= Dick Norris =

Australian entomologist

Kenneth Richard Norris (28 March 1914 – 14 July 2003) was an Australian entomologist.

==Early life and education==
He was born in Geraldton, Western Australia. The family moved to Fremantle in 1922, which was to provide the opportunity for Dick and his younger brother Donald to pursue studies in agricultural science at the University of Western Australia (UWA). Don graduated in 1938, completed his MSc in 1944 and a doctorate in 1948. His thesis for the doctorate was entitled 'History, Bionomics, and Control of Pests of the Australian Pastoral Industry'.

==Career==
He became a world authority on plant viruses, and chief research scientist with the Commonwealth Scientific and Industrial Research Organisation's (CSIRO) Division of Tropical Agronomy in Queensland.

He joined the CSIR – later to become the CSIRO – in 1937 as a temporary research officer for Western Australia. Ultimately he moved to Canberra and progressed to become assistant chief of the Division of Entomology in 1965. In recognition of his unique contributions he was honoured with the title of Associate Chief in 1977.
During his long career he undertook pioneering research on serious pests such as the red-legged earth mite, buffalo fly, lucerne fly, cattle tick, clothes moth and the New Guinea screw-worm fly.

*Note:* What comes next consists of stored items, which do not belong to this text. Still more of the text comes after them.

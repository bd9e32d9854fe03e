//! Answers "is this slot free for that window?" and "which slots of a lot
//! are free?". Overlap is strict half-open, so back-to-back bookings never
//! collide.

use std::sync::Arc;

use uuid::Uuid;

use crate::error::Error;
use crate::models::{ParkingSlot, TimeRange};
use crate::store::Store;

#[derive(Clone)]
pub struct AvailabilityIndex {
    store: Arc<dyn Store>,
}

impl AvailabilityIndex {
    pub fn new(store: Arc<dyn Store>) -> AvailabilityIndex {
        AvailabilityIndex { store }
    }

    /// True iff a BOOKED booking on the slot shares at least one instant
    /// with `range`. Interval validity is guaranteed by `TimeRange`.
    pub async fn has_overlap(&self, slot_id: Uuid, range: TimeRange) -> Result<bool, Error> {
        Ok(self.store.has_active_overlap(slot_id, range).await?)
    }

    /// Every slot of the lot without an active overlap in `range`. A lot
    /// without slots (or an unknown lot) yields an empty list, not an error.
    pub async fn free_slots(
        &self,
        lot_id: Uuid,
        range: TimeRange,
    ) -> Result<Vec<ParkingSlot>, Error> {
        let slots = self.store.slots_by_lot(lot_id).await?;
        if slots.is_empty() {
            return Ok(Vec::new());
        }
        let busy = self.store.busy_slots(lot_id, range).await?;
        Ok(slots.into_iter().filter(|s| !busy.contains(&s.id)).collect())
    }
}
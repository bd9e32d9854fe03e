//! Identity plumbing: salted password digests, opaque bearer tokens and the
//! request extractor that resolves them. The booking core never sees any of
//! this; it only receives the resolved user id and role.

use std::future::Future;
use std::pin::Pin;
use std::sync::Arc;

use actix_web::{dev::Payload, web, FromRequest, HttpRequest};
use chrono::{Duration, Utc};
use rand::RngCore;
use sha2::{Digest, Sha256};
use uuid::Uuid;

use crate::error::Error;
use crate::handlers::AppState;
use crate::models::{Role, Session, User};
use crate::store::{Store, StoreError};

fn sha256_hex(input: &str) -> String {
    let mut hasher = Sha256::new();
    hasher.update(input.as_bytes());
    hex::encode(hasher.finalize())
}

fn random_hex(bytes: usize) -> String {
    let mut buf = vec![0u8; bytes];
    rand::thread_rng().fill_bytes(&mut buf);
    hex::encode(buf)
}

/// `salt$digest`, digest = sha256(salt || password).
pub fn hash_password(password: &str) -> String {
    let salt = random_hex(16);
    let digest = sha256_hex(&format!("{salt}{password}"));
    format!("{salt}${digest}")
}

pub fn verify_password(password: &str, stored: &str) -> bool {
    match stored.split_once('$') {
        Some((salt, digest)) => sha256_hex(&format!("{salt}{password}")) == digest,
        None => false,
    }
}

fn new_token() -> String {
    random_hex(32)
}

fn token_digest(token: &str) -> String {
    sha256_hex(token)
}

pub fn bearer_token(req: &HttpRequest) -> Result<String, Error> {
    let header = req
        .headers()
        .get(actix_web::http::header::AUTHORIZATION)
        .and_then(|v| v.to_str().ok())
        .ok_or_else(|| Error::unauthorized("missing bearer token"))?;
    match header.strip_prefix("Bearer ") {
        Some(token) if !token.is_empty() => Ok(token.to_string()),
        _ => Err(Error::unauthorized("missing bearer token")),
    }
}

#[derive(Clone)]
pub struct AuthService {
    store: Arc<dyn Store>,
    session_ttl: Duration,
}

impl AuthService {
    pub fn new(store: Arc<dyn Store>, session_ttl_hours: i64) -> AuthService {
        AuthService {
            store,
            session_ttl: Duration::hours(session_ttl_hours),
        }
    }

    pub async fn register(
        &self,
        first_name: &str,
        last_name: &str,
        username: &str,
        email: &str,
        password: &str,
    ) -> Result<User, Error> {
        if username.trim().is_empty() || email.trim().is_empty() || !email.contains('@') {
            return Err(Error::validation("a username and a valid email are required"));
        }
        if password.len() < 8 {
            return Err(Error::validation("password must be at least 8 characters"));
        }
        if self.store.user_by_email(email).await?.is_some() {
            return Err(Error::conflict("email already registered"));
        }
        let now = Utc::now();
        let user = User {
            id: Uuid::new_v4(),
            first_name: first_name.trim().to_string(),
            last_name: last_name.trim().to_string(),
            username: username.trim().to_string(),
            email: email.trim().to_string(),
            password_hash: hash_password(password),
            role: Role::User,
            created_at: now,
            updated_at: now,
        };
        match self.store.insert_user(&user).await {
            Ok(()) => Ok(user),
            Err(StoreError::Duplicate(_)) => Err(Error::conflict("username already taken")),
            Err(e) => Err(e.into()),
        }
    }

    /// Issues an opaque bearer token; only its digest is persisted.
    pub async fn login(&self, email: &str, password: &str) -> Result<String, Error> {
        let user = self
            .store
            .user_by_email(email)
            .await?
            .ok_or_else(|| Error::unauthorized("invalid email or password"))?;
        if !verify_password(password, &user.password_hash) {
            return Err(Error::unauthorized("invalid email or password"));
        }
        let token = new_token();
        let now = Utc::now();
        let session = Session {
            token_digest: token_digest(&token),
            user_id: user.id,
            expires_at: now + self.session_ttl,
            created_at: now,
        };
        self.store.insert_session(&session).await?;
        info!("user {} logged in", user.username);
        Ok(token)
    }

    pub async fn resolve(&self, token: &str) -> Result<User, Error> {
        let digest = token_digest(token);
        let session = self
            .store
            .session_by_digest(&digest)
            .await?
            .ok_or_else(|| Error::unauthorized("invalid or expired token"))?;
        if session.expires_at <= Utc::now() {
            self.store.delete_session(&digest).await?;
            return Err(Error::unauthorized("invalid or expired token"));
        }
        self.store
            .user_by_id(session.user_id)
            .await?
            .ok_or_else(|| Error::not_found("user"))
    }

    pub async fn logout(&self, token: &str) -> Result<(), Error> {
        self.store.delete_session(&token_digest(token)).await?;
        Ok(())
    }

    /// Creates the seed administrator, or promotes the account if it already
    /// exists with the USER role.
    pub async fn ensure_admin(&self, email: &str, password: &str) -> Result<(), Error> {
        if let Some(existing) = self.store.user_by_email(email).await? {
            if existing.role != Role::Admin {
                self.store.update_user_role(existing.id, Role::Admin).await?;
                info!("promoted {} to administrator", existing.username);
            }
            return Ok(());
        }
        let username = email.split('@').next().unwrap_or(email);
        let user = self
            .register("Admin", "", username, email, password)
            .await?;
        self.store.update_user_role(user.id, Role::Admin).await?;
        info!("seeded administrator account {}", user.username);
        Ok(())
    }
}

/// Resolved caller identity. Handlers take this as an extractor argument;
/// requests without a valid token never reach them.
pub struct AuthUser {
    pub user: User,
}

impl AuthUser {
    pub fn id(&self) -> Uuid {
        self.user.id
    }

    pub fn is_admin(&self) -> bool {
        self.user.role == Role::Admin
    }

    pub fn require_admin(&self) -> Result<(), Error> {
        if self.is_admin() {
            Ok(())
        } else {
            Err(Error::permission("admin access required"))
        }
    }
}

impl FromRequest for AuthUser {
    type Error = Error;
    type Future = Pin<Box<dyn Future<Output = Result<AuthUser, Error>>>>;

    fn from_request(req: &HttpRequest, _payload: &mut Payload) -> Self::Future {
        let req = req.clone();
        Box::pin(async move {
            let state = req
                .app_data::<web::Data<AppState>>()
                .ok_or_else(|| Error::internal("application state not configured"))?
                .clone();
            let token = bearer_token(&req)?;
            let user = state.auth.resolve(&token).await?;
            Ok(AuthUser { user })
        })
    }
}

#[cfg(test)]
mod tests {
    use super::*;
    use crate::store::MemoryStore;

    fn service() -> AuthService {
        AuthService::new(Arc::new(MemoryStore::new()), 24)
    }

    #[test]
    fn password_hash_verifies_and_salts_differ() {
        let a = hash_password("correct horse");
        let b = hash_password("correct horse");
        assert_ne!(a, b);
        assert!(verify_password("correct horse", &a));
        assert!(verify_password("correct horse", &b));
        assert!(!verify_password("wrong horse", &a));
    }

    #[tokio::test]
    async fn register_login_resolve_round_trip() {
        let auth = service();
        let user = auth
            .register("Ada", "Lovelace", "ada", "ada@example.com", "difference engine")
            .await
            .unwrap();
        assert_eq!(user.role, Role::User);

        let token = auth.login("ada@example.com", "difference engine").await.unwrap();
        let resolved = auth.resolve(&token).await.unwrap();
        assert_eq!(resolved.id, user.id);
    }

    #[tokio::test]
    async fn bad_credentials_are_unauthorized() {
        let auth = service();
        auth.register("Ada", "Lovelace", "ada", "ada@example.com", "difference engine")
            .await
            .unwrap();
        let err = auth.login("ada@example.com", "analytical").await.unwrap_err();
        assert!(matches!(err, Error::Unauthorized(_)));
        let err = auth.login("nobody@example.com", "difference engine").await.unwrap_err();
        assert!(matches!(err, Error::Unauthorized(_)));
    }

    #[tokio::test]
    async fn logout_revokes_the_token() {
        let auth = service();
        auth.register("Ada", "Lovelace", "ada", "ada@example.com", "difference engine")
            .await
            .unwrap();
        let token = auth.login("ada@example.com", "difference engine").await.unwrap();
        auth.logout(&token).await.unwrap();
        let err = auth.resolve(&token).await.unwrap_err();
        assert!(matches!(err, Error::Unauthorized(_)));
    }

    #[tokio::test]
    async fn duplicate_registration_conflicts() {
        let auth = service();
        auth.register("Ada", "Lovelace", "ada", "ada@example.com", "difference engine")
            .await
            .unwrap();
        let err = auth
            .register("Other", "Person", "other", "ada@example.com", "another pass")
            .await
            .unwrap_err();
        assert!(matches!(err, Error::Conflict(_)));
        let err = auth
            .register("Other", "Person", "ada", "other@example.com", "another pass")
            .await
            .unwrap_err();
        assert!(matches!(err, Error::Conflict(_)));
    }

    #[tokio::test]
    async fn ensure_admin_creates_and_promotes() {
        let auth = service();
        auth.ensure_admin("ops@example.com", "super secret").await.unwrap();
        let token = auth.login("ops@example.com", "super secret").await.unwrap();
        let user = auth.resolve(&token).await.unwrap();
        assert_eq!(user.role, Role::Admin);

        // idempotent on the second call
        auth.ensure_admin("ops@example.com", "super secret").await.unwrap();
        let again = auth.resolve(&token).await.unwrap();
        assert_eq!(again.role, Role::Admin);
    }
}
//! Postgres store. Plain runtime-bound queries; the overlap and occupancy
//! predicates live in SQL so the index on (slot_id, start_time, end_time)
//! does the work.

use std::collections::HashSet;

use async_trait::async_trait;
use chrono::{DateTime, Utc};
use sqlx::{FromRow, PgPool};
use uuid::Uuid;

use crate::models::{Booking, BookingStatus, ParkingLot, ParkingSlot, Role, Session, TimeRange, User};

use super::{Store, StoreError};

pub struct PgStore {
    pool: PgPool,
}

impl PgStore {
    pub fn new(pool: PgPool) -> PgStore {
        PgStore { pool }
    }
}

const UNIQUE_VIOLATION: &str = "23505";

fn map_unique(err: sqlx::Error, what: &'static str) -> StoreError {
    if let sqlx::Error::Database(db) = &err {
        if db.code().as_deref() == Some(UNIQUE_VIOLATION) {
            return StoreError::Duplicate(what);
        }
    }
    StoreError::Database(err)
}

#[derive(FromRow)]
struct UserRow {
    id: Uuid,
    first_name: String,
    last_name: String,
    username: String,
    email: String,
    password_hash: String,
    role: String,
    created_at: DateTime<Utc>,
    updated_at: DateTime<Utc>,
}

impl UserRow {
    fn into_user(self) -> Result<User, StoreError> {
        let role = Role::parse(&self.role).ok_or(StoreError::Corrupt("user role"))?;
        Ok(User {
            id: self.id,
            first_name: self.first_name,
            last_name: self.last_name,
            username: self.username,
            email: self.email,
            password_hash: self.password_hash,
            role,
            created_at: self.created_at,
            updated_at: self.updated_at,
        })
    }
}

#[derive(FromRow)]
struct BookingRow {
    id: Uuid,
    user_id: Uuid,
    slot_id: Uuid,
    lot_id: Uuid,
    start_time: DateTime<Utc>,
    end_time: DateTime<Utc>,
    status: String,
    created_at: DateTime<Utc>,
    updated_at: DateTime<Utc>,
}

impl BookingRow {
    fn into_booking(self) -> Result<Booking, StoreError> {
        let status =
            BookingStatus::parse(&self.status).ok_or(StoreError::Corrupt("booking status"))?;
        Ok(Booking {
            id: self.id,
            user_id: self.user_id,
            slot_id: self.slot_id,
            lot_id: self.lot_id,
            start_time: self.start_time,
            end_time: self.end_time,
            status,
            created_at: self.created_at,
            updated_at: self.updated_at,
        })
    }
}

fn into_bookings(rows: Vec<BookingRow>) -> Result<Vec<Booking>, StoreError> {
    rows.into_iter().map(BookingRow::into_booking).collect()
}

const USER_COLUMNS: &str =
    "id, first_name, last_name, username, email, password_hash, role, created_at, updated_at";
const BOOKING_COLUMNS: &str =
    "id, user_id, slot_id, lot_id, start_time, end_time, status, created_at, updated_at";

#[async_trait]
impl Store for PgStore {
    async fn insert_user(&self, user: &User) -> Result<(), StoreError> {
        sqlx::query(
            "INSERT INTO users (id, first_name, last_name, username, email, password_hash, role, created_at, updated_at)
             VALUES ($1, $2, $3, $4, $5, $6, $7, $8, $9)",
        )
        .bind(user.id)
        .bind(&user.first_name)
        .bind(&user.last_name)
        .bind(&user.username)
        .bind(&user.email)
        .bind(&user.password_hash)
        .bind(user.role.as_str())
        .bind(user.created_at)
        .bind(user.updated_at)
        .execute(&self.pool)
        .await
        .map_err(|e| map_unique(e, "user"))?;
        Ok(())
    }

    async fn user_by_id(&self, id: Uuid) -> Result<Option<User>, StoreError> {
        let row = sqlx::query_as::<_, UserRow>(&format!(
            "SELECT {USER_COLUMNS} FROM users WHERE id = $1"
        ))
        .bind(id)
        .fetch_optional(&self.pool)
        .await?;
        row.map(UserRow::into_user).transpose()
    }

    async fn user_by_email(&self, email: &str) -> Result<Option<User>, StoreError> {
        let row = sqlx::query_as::<_, UserRow>(&format!(
            "SELECT {USER_COLUMNS} FROM users WHERE email = $1"
        ))
        .bind(email)
        .fetch_optional(&self.pool)
        .await?;
        row.map(UserRow::into_user).transpose()
    }

    async fn update_user_role(&self, id: Uuid, role: Role) -> Result<(), StoreError> {
        sqlx::query("UPDATE users SET role = $1, updated_at = $2 WHERE id = $3")
            .bind(role.as_str())
            .bind(Utc::now())
            .bind(id)
            .execute(&self.pool)
            .await?;
        Ok(())
    }

    async fn insert_session(&self, session: &Session) -> Result<(), StoreError> {
        sqlx::query(
            "INSERT INTO sessions (token_digest, user_id, expires_at, created_at)
             VALUES ($1, $2, $3, $4)",
        )
        .bind(&session.token_digest)
        .bind(session.user_id)
        .bind(session.expires_at)
        .bind(session.created_at)
        .execute(&self.pool)
        .await?;
        Ok(())
    }

    async fn session_by_digest(&self, digest: &str) -> Result<Option<Session>, StoreError> {
        #[derive(FromRow)]
        struct SessionRow {
            token_digest: String,
            user_id: Uuid,
            expires_at: DateTime<Utc>,
            created_at: DateTime<Utc>,
        }
        let row = sqlx::query_as::<_, SessionRow>(
            "SELECT token_digest, user_id, expires_at, created_at FROM sessions WHERE token_digest = $1",
        )
        .bind(digest)
        .fetch_optional(&self.pool)
        .await?;
        Ok(row.map(|r| Session {
            token_digest: r.token_digest,
            user_id: r.user_id,
            expires_at: r.expires_at,
            created_at: r.created_at,
        }))
    }

    async fn delete_session(&self, digest: &str) -> Result<(), StoreError> {
        sqlx::query("DELETE FROM sessions WHERE token_digest = $1")
            .bind(digest)
            .execute(&self.pool)
            .await?;
        Ok(())
    }

    async fn insert_lot(&self, lot: &ParkingLot) -> Result<(), StoreError> {
        sqlx::query(
            "INSERT INTO parking_lots (id, admin_id, name, address, latitude, longitude, total_slots, available_slots, created_at, updated_at)
             VALUES ($1, $2, $3, $4, $5, $6, $7, $8, $9, $10)",
        )
        .bind(lot.id)
        .bind(lot.admin_id)
        .bind(&lot.name)
        .bind(&lot.address)
        .bind(lot.latitude)
        .bind(lot.longitude)
        .bind(lot.total_slots)
        .bind(lot.available_slots)
        .bind(lot.created_at)
        .bind(lot.updated_at)
        .execute(&self.pool)
        .await?;
        Ok(())
    }

    async fn lot_by_id(&self, id: Uuid) -> Result<Option<ParkingLot>, StoreError> {
        let lot = sqlx::query_as::<_, ParkingLot>(
            "SELECT id, admin_id, name, address, latitude, longitude, total_slots, available_slots, created_at, updated_at
             FROM parking_lots WHERE id = $1",
        )
        .bind(id)
        .fetch_optional(&self.pool)
        .await?;
        Ok(lot)
    }

    async fn all_lots(&self) -> Result<Vec<ParkingLot>, StoreError> {
        let lots = sqlx::query_as::<_, ParkingLot>(
            "SELECT id, admin_id, name, address, latitude, longitude, total_slots, available_slots, created_at, updated_at
             FROM parking_lots ORDER BY created_at",
        )
        .fetch_all(&self.pool)
        .await?;
        Ok(lots)
    }

    async fn update_lot_counts(
        &self,
        lot_id: Uuid,
        total: i32,
        available: i32,
        updated_at: DateTime<Utc>,
    ) -> Result<(), StoreError> {
        sqlx::query(
            "UPDATE parking_lots SET total_slots = $1, available_slots = $2, updated_at = $3 WHERE id = $4",
        )
        .bind(total)
        .bind(available)
        .bind(updated_at)
        .bind(lot_id)
        .execute(&self.pool)
        .await?;
        Ok(())
    }

    async fn insert_slot(&self, slot: &ParkingSlot) -> Result<(), StoreError> {
        sqlx::query(
            "INSERT INTO parking_slots (id, lot_id, label, is_available, created_at, updated_at)
             VALUES ($1, $2, $3, $4, $5, $6)",
        )
        .bind(slot.id)
        .bind(slot.lot_id)
        .bind(&slot.label)
        .bind(slot.is_available)
        .bind(slot.created_at)
        .bind(slot.updated_at)
        .execute(&self.pool)
        .await
        .map_err(|e| map_unique(e, "slot label"))?;
        Ok(())
    }

    async fn slot_by_id(&self, id: Uuid) -> Result<Option<ParkingSlot>, StoreError> {
        let slot = sqlx::query_as::<_, ParkingSlot>(
            "SELECT id, lot_id, label, is_available, created_at, updated_at
             FROM parking_slots WHERE id = $1",
        )
        .bind(id)
        .fetch_optional(&self.pool)
        .await?;
        Ok(slot)
    }

    async fn slots_by_lot(&self, lot_id: Uuid) -> Result<Vec<ParkingSlot>, StoreError> {
        let slots = sqlx::query_as::<_, ParkingSlot>(
            "SELECT id, lot_id, label, is_available, created_at, updated_at
             FROM parking_slots WHERE lot_id = $1 ORDER BY label",
        )
        .bind(lot_id)
        .fetch_all(&self.pool)
        .await?;
        Ok(slots)
    }

    async fn update_slot(&self, slot: &ParkingSlot) -> Result<(), StoreError> {
        sqlx::query(
            "UPDATE parking_slots SET label = $1, is_available = $2, updated_at = $3 WHERE id = $4",
        )
        .bind(&slot.label)
        .bind(slot.is_available)
        .bind(slot.updated_at)
        .bind(slot.id)
        .execute(&self.pool)
        .await
        .map_err(|e| map_unique(e, "slot label"))?;
        Ok(())
    }

    async fn count_slots(&self, lot_id: Uuid) -> Result<i64, StoreError> {
        let count = sqlx::query_scalar::<_, i64>(
            "SELECT COUNT(*) FROM parking_slots WHERE lot_id = $1",
        )
        .bind(lot_id)
        .fetch_one(&self.pool)
        .await?;
        Ok(count)
    }

    async fn insert_booking(&self, booking: &Booking) -> Result<(), StoreError> {
        sqlx::query(
            "INSERT INTO bookings (id, user_id, slot_id, lot_id, start_time, end_time, status, created_at, updated_at)
             VALUES ($1, $2, $3, $4, $5, $6, $7, $8, $9)",
        )
        .bind(booking.id)
        .bind(booking.user_id)
        .bind(booking.slot_id)
        .bind(booking.lot_id)
        .bind(booking.start_time)
        .bind(booking.end_time)
        .bind(booking.status.as_str())
        .bind(booking.created_at)
        .bind(booking.updated_at)
        .execute(&self.pool)
        .await?;
        Ok(())
    }

    async fn booking_by_id(&self, id: Uuid) -> Result<Option<Booking>, StoreError> {
        let row = sqlx::query_as::<_, BookingRow>(&format!(
            "SELECT {BOOKING_COLUMNS} FROM bookings WHERE id = $1"
        ))
        .bind(id)
        .fetch_optional(&self.pool)
        .await?;
        row.map(BookingRow::into_booking).transpose()
    }

    async fn bookings_by_user(&self, user_id: Uuid) -> Result<Vec<Booking>, StoreError> {
        let rows = sqlx::query_as::<_, BookingRow>(&format!(
            "SELECT {BOOKING_COLUMNS} FROM bookings WHERE user_id = $1 ORDER BY created_at"
        ))
        .bind(user_id)
        .fetch_all(&self.pool)
        .await?;
        into_bookings(rows)
    }

    async fn bookings_by_slot(&self, slot_id: Uuid) -> Result<Vec<Booking>, StoreError> {
        let rows = sqlx::query_as::<_, BookingRow>(&format!(
            "SELECT {BOOKING_COLUMNS} FROM bookings WHERE slot_id = $1 ORDER BY created_at"
        ))
        .bind(slot_id)
        .fetch_all(&self.pool)
        .await?;
        into_bookings(rows)
    }

    async fn bookings_by_status(
        &self,
        status: Option<BookingStatus>,
    ) -> Result<Vec<Booking>, StoreError> {
        let rows = match status {
            Some(status) => {
                sqlx::query_as::<_, BookingRow>(&format!(
                    "SELECT {BOOKING_COLUMNS} FROM bookings WHERE status = $1 ORDER BY created_at"
                ))
                .bind(status.as_str())
                .fetch_all(&self.pool)
                .await?
            }
            None => {
                sqlx::query_as::<_, BookingRow>(&format!(
                    "SELECT {BOOKING_COLUMNS} FROM bookings ORDER BY created_at"
                ))
                .fetch_all(&self.pool)
                .await?
            }
        };
        into_bookings(rows)
    }

    async fn update_booking_status(
        &self,
        id: Uuid,
        from: BookingStatus,
        to: BookingStatus,
        updated_at: DateTime<Utc>,
    ) -> Result<Option<Booking>, StoreError> {
        let row = sqlx::query_as::<_, BookingRow>(&format!(
            "UPDATE bookings SET status = $1, updated_at = $2
             WHERE id = $3 AND status = $4
             RETURNING {BOOKING_COLUMNS}"
        ))
        .bind(to.as_str())
        .bind(updated_at)
        .bind(id)
        .bind(from.as_str())
        .fetch_optional(&self.pool)
        .await?;
        row.map(BookingRow::into_booking).transpose()
    }

    async fn has_active_overlap(
        &self,
        slot_id: Uuid,
        range: TimeRange,
    ) -> Result<bool, StoreError> {
        let exists = sqlx::query_scalar::<_, bool>(
            "SELECT EXISTS (
                 SELECT 1 FROM bookings
                 WHERE slot_id = $1 AND status = 'BOOKED'
                   AND start_time < $3 AND end_time > $2
             )",
        )
        .bind(slot_id)
        .bind(range.start())
        .bind(range.end())
        .fetch_one(&self.pool)
        .await?;
        Ok(exists)
    }

    async fn busy_slots(
        &self,
        lot_id: Uuid,
        range: TimeRange,
    ) -> Result<HashSet<Uuid>, StoreError> {
        let ids = sqlx::query_scalar::<_, Uuid>(
            "SELECT DISTINCT slot_id FROM bookings
             WHERE lot_id = $1 AND status = 'BOOKED'
               AND start_time < $3 AND end_time > $2",
        )
        .bind(lot_id)
        .bind(range.start())
        .bind(range.end())
        .fetch_all(&self.pool)
        .await?;
        Ok(ids.into_iter().collect())
    }

    async fn count_occupied_slots(
        &self,
        lot_id: Uuid,
        as_of: DateTime<Utc>,
    ) -> Result<i64, StoreError> {
        let count = sqlx::query_scalar::<_, i64>(
            "SELECT COUNT(DISTINCT slot_id) FROM bookings
             WHERE lot_id = $1 AND status = 'BOOKED'
               AND start_time <= $2 AND end_time > $2",
        )
        .bind(lot_id)
        .bind(as_of)
        .fetch_one(&self.pool)
        .await?;
        Ok(count)
    }
}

However, he was perhaps best known as a leading authority on Australian blowflies. He was often consulted by Australian police and health authorities over forensic matters, and appeared in an Australian Broadcasting Commission (ABC) documentary on the subject a few years ago.

==Retirement==
After retirement in 1979 he continued as an honorary research fellow with the CSIRO well into his eighties. His last scientific publication was in 1999 at the age of 85. It exceeded 100 pages of original research and taxonomic drawings.

==Death==
He died in Canberra, having outlived five siblings from the family of Leonard and Constance Norris (née Wright). His mother, who died in 1955, is still well known in Geraldton for her posthumously published historical reminiscences of the town.

Norris is survived by his wife of 69 years, and two sons, both scientists.